Pierre de France or Pierre Ier d' Alençon (born in 1251 in Holy Land - died the April 6th 1284 with Salerno, in Italy) was a prince of royal blood French, wire of holy Louis, king de France, and of Marguerite of Provence, which was count d' Alençon of 1269 with 1284, count de Blois, of Chartres and lord of Own way of 1272 with 1284.
It was born in Holy Land, while his/her father directed the Seventh crusade. He did not live the combat of Egypt, because with its birth, holy Louis had already negotiated peace with the new sultan of Egypt and dealt with reorganizing the Royaume of Jerusalem. Of return in France, he lived in Paris, until in 1269 when his/her father gave him in Apanage the Comté of Alençon.
He accompanied his father with Tunis during the Eighth crusade (1270), but this forwarding was a fiasco, because of the epidemic of dysentery which decimated the army of the crusaders. His/her father, as his/her brother Jean Tristan succumbed to the disease.

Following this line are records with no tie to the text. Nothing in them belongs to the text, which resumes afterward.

//! [`SqliteStore`]: the SQLite implementation of the `aqhi-core` store
//! traits.

use std::path::Path;

use aqhi_core::{
  alert::{Alert, NewAlert},
  coordinate::Coordinate,
  store::{AlertStore, LocationStore, UserDirectory},
  user::{NewUser, User},
};
use chrono::Utc;
use rusqlite::{OptionalExtension as _, ffi};
use tracing::debug;
use uuid::Uuid;

use crate::{
  encode::{
    ALERT_COLUMNS, RawAlert, RawUser, USER_COLUMNS, encode_dt, encode_point, encode_uuid,
  },
  schema::SCHEMA,
  Error, Result,
};

// ─── Store ───────────────────────────────────────────────────────────────────

/// A user-location store backed by a single SQLite file.
///
/// Cloning is cheap: the inner connection is reference-counted. Every call
/// runs to completion on the connection thread, so dropping a caller's future
/// never leaves a transaction half applied.
#[derive(Clone)]
pub struct SqliteStore {
  conn: tokio_rusqlite::Connection,
}

impl SqliteStore {
  /// Open (or create) a store at `path` and run schema initialisation.
  pub async fn open(path: impl AsRef<Path>) -> Result<Self> {
    let conn = tokio_rusqlite::Connection::open(path).await?;
    let store = Self { conn };
    store.init_schema().await?;
    Ok(store)
  }

  /// Open an in-memory store, mostly for tests.
  pub async fn open_in_memory() -> Result<Self> {
    let conn = tokio_rusqlite::Connection::open_in_memory().await?;
    let store = Self { conn };
    store.init_schema().await?;
    Ok(store)
  }

  async fn init_schema(&self) -> Result<()> {
    self
      .conn
      .call(|conn| {
        conn.execute_batch(SCHEMA)?;
        Ok(())
      })
      .await?;
    Ok(())
  }

  #[cfg(test)]
  pub(crate) fn conn_for_tests(&self) -> &tokio_rusqlite::Connection { &self.conn }

  /// Run arbitrary SQL against the connection; tests use it to inject
  /// failures.
  #[cfg(test)]
  pub(crate) async fn execute_batch(&self, sql: &'static str) -> Result<()> {
    self
      .conn
      .call(move |conn| {
        conn.execute_batch(sql)?;
        Ok(())
      })
      .await?;
    Ok(())
  }
}

/// The extended result code of a failed statement, if it was a constraint
/// violation.
fn constraint_code(e: &rusqlite::Error) -> Option<std::ffi::c_int> {
  match e {
    rusqlite::Error::SqliteFailure(err, _)
      if err.code == rusqlite::ErrorCode::ConstraintViolation =>
    {
      Some(err.extended_code)
    }
    _ => None,
  }
}

// ─── UserDirectory impl ──────────────────────────────────────────────────────

impl UserDirectory for SqliteStore {
  type Error = Error;

  async fn find_by_username(&self, username: &str) -> Result<Option<User>> {
    let username = username.to_owned();

    let raw: Option<RawUser> = self
      .conn
      .call(move |conn| {
        Ok(conn
          .query_row(
            &format!("SELECT {USER_COLUMNS} FROM users WHERE username = ?1"),
            rusqlite::params![username],
            RawUser::from_row,
          )
          .optional()?)
      })
      .await?;

    raw.map(RawUser::into_user).transpose()
  }

  async fn add_user(&self, input: NewUser) -> Result<User> {
    let user = User {
      user_id:  Uuid::new_v4(),
      username: input.username,
      email:    input.email,
      password: input.password,
      location: input.location,
    };

    let id_str    = encode_uuid(user.user_id);
    let username  = user.username.clone();
    let email     = user.email.clone();
    let password  = user.password.clone();
    let point_str = encode_point(user.location);

    let inserted: bool = self
      .conn
      .call(move |conn| {
        let res = conn.execute(
          "INSERT INTO users (user_id, username, email, password, location)
           VALUES (?1, ?2, ?3, ?4, ?5)",
          rusqlite::params![id_str, username, email, password, point_str],
        );
        match res {
          Ok(_) => Ok(true),
          Err(e) if constraint_code(&e) == Some(ffi::SQLITE_CONSTRAINT_UNIQUE) => Ok(false),
          Err(e) => Err(e.into()),
        }
      })
      .await?;

    if !inserted {
      return Err(Error::Conflict(format!(
        "username {:?} or email {:?} is already registered",
        user.username, user.email
      )));
    }

    debug!(user_id = %user.user_id, username = %user.username, "added user");
    Ok(user)
  }
}

// ─── LocationStore impl ──────────────────────────────────────────────────────

impl LocationStore for SqliteStore {
  async fn set_location(&self, user_id: Uuid, location: Coordinate) -> Result<Option<User>> {
    let id_str    = encode_uuid(user_id);
    let point_str = encode_point(location);

    // The update, the read-back and its decoding share one transaction: if any
    // step fails the transaction is rolled back before the error leaves the
    // closure, so the previous location survives.
    let user: Option<User> = self
      .conn
      .call(move |conn| {
        let tx = conn.transaction()?;

        let changed = match tx.execute(
          "UPDATE users SET location = ?1 WHERE user_id = ?2",
          rusqlite::params![point_str, id_str],
        ) {
          Ok(n) => n,
          Err(e) => {
            tx.rollback()?;
            return Err(e.into());
          }
        };

        if changed != 1 {
          tx.rollback()?;
          return Ok(None);
        }

        let decoded = tx
          .query_row(
            &format!("SELECT {USER_COLUMNS} FROM users WHERE user_id = ?1"),
            rusqlite::params![id_str],
            RawUser::from_row,
          )
          .map_err(tokio_rusqlite::Error::from)
          .and_then(|raw| {
            raw
              .into_user()
              .map_err(|e| tokio_rusqlite::Error::Other(Box::new(e)))
          });

        match decoded {
          Ok(user) => {
            tx.commit()?;
            Ok(Some(user))
          }
          Err(e) => {
            tx.rollback()?;
            Err(e)
          }
        }
      })
      .await?;

    match &user {
      Some(_) => debug!(%user_id, "location updated"),
      None => debug!(%user_id, "location update matched no user"),
    }
    Ok(user)
  }
}

// ─── AlertStore impl ─────────────────────────────────────────────────────────

impl AlertStore for SqliteStore {
  type Error = Error;

  async fn add_alert(&self, input: NewAlert) -> Result<Alert> {
    let alert = Alert {
      alert_id:      Uuid::new_v4(),
      user_id:       input.user_id,
      alert_name:    input.alert_name,
      threshold:     input.threshold,
      alert_method:  input.alert_method,
      mobile_number: input.mobile_number,
      is_active:     true,
      created_at:    Utc::now(),
      location:      input.location,
    };

    let alert_id_str  = encode_uuid(alert.alert_id);
    let user_id_str   = encode_uuid(alert.user_id);
    let alert_name    = alert.alert_name.clone();
    let threshold     = alert.threshold;
    let alert_method  = alert.alert_method.clone();
    let mobile_number = alert.mobile_number.clone();
    let is_active     = alert.is_active;
    let at_str        = encode_dt(alert.created_at);
    let point_str     = encode_point(alert.location);

    let inserted: bool = self
      .conn
      .call(move |conn| {
        let res = conn.execute(
          "INSERT INTO alerts (
             alert_id, user_id, alert_name, threshold, alert_method,
             mobile_number, is_active, created_at, location
           ) VALUES (?1, ?2, ?3, ?4, ?5, ?6, ?7, ?8, ?9)",
          rusqlite::params![
            alert_id_str,
            user_id_str,
            alert_name,
            threshold,
            alert_method,
            mobile_number,
            is_active,
            at_str,
            point_str,
          ],
        );
        match res {
          Ok(_) => Ok(true),
          Err(e) if constraint_code(&e) == Some(ffi::SQLITE_CONSTRAINT_FOREIGNKEY) => Ok(false),
          Err(e) => Err(e.into()),
        }
      })
      .await?;

    if !inserted {
      return Err(Error::UserNotFound(alert.user_id));
    }
    Ok(alert)
  }

  async fn list_alerts(&self, user_id: Uuid) -> Result<Vec<Alert>> {
    let id_str = encode_uuid(user_id);

    let raws: Vec<RawAlert> = self
      .conn
      .call(move |conn| {
        let mut stmt = conn.prepare(&format!(
          "SELECT {ALERT_COLUMNS} FROM alerts WHERE user_id = ?1 ORDER BY created_at, rowid"
        ))?;
        let rows = stmt
          .query_map(rusqlite::params![id_str], RawAlert::from_row)?
          .collect::<rusqlite::Result<Vec<_>>>()?;
        Ok(rows)
      })
      .await?;

    raws.into_iter().map(RawAlert::into_alert).collect()
  }
}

Of return in France, he married in 1272 Jeanne of Blois-Châtillon (1258 - † 1291), which brought to him the grounds of Blois, Chartres and Guise. They had two sons which did not live:
In 1282, after the Sicilian Vespers, it went in the Royaume of Naples to carry help to his/her uncle Charles {{Ier}} of Anjou. He guerroya for the account of Charles, but died in Salerno in 1284. Its body was brought back to Paris, where it was buried. After its death without wire surviving, its prerogative of Alençon turned over to the Crown, its widow remaria not and sold in 1286 Chartres with Philippe IV Beautiful the. Blois and Guise passed then to a cousin of the family of Châtillon.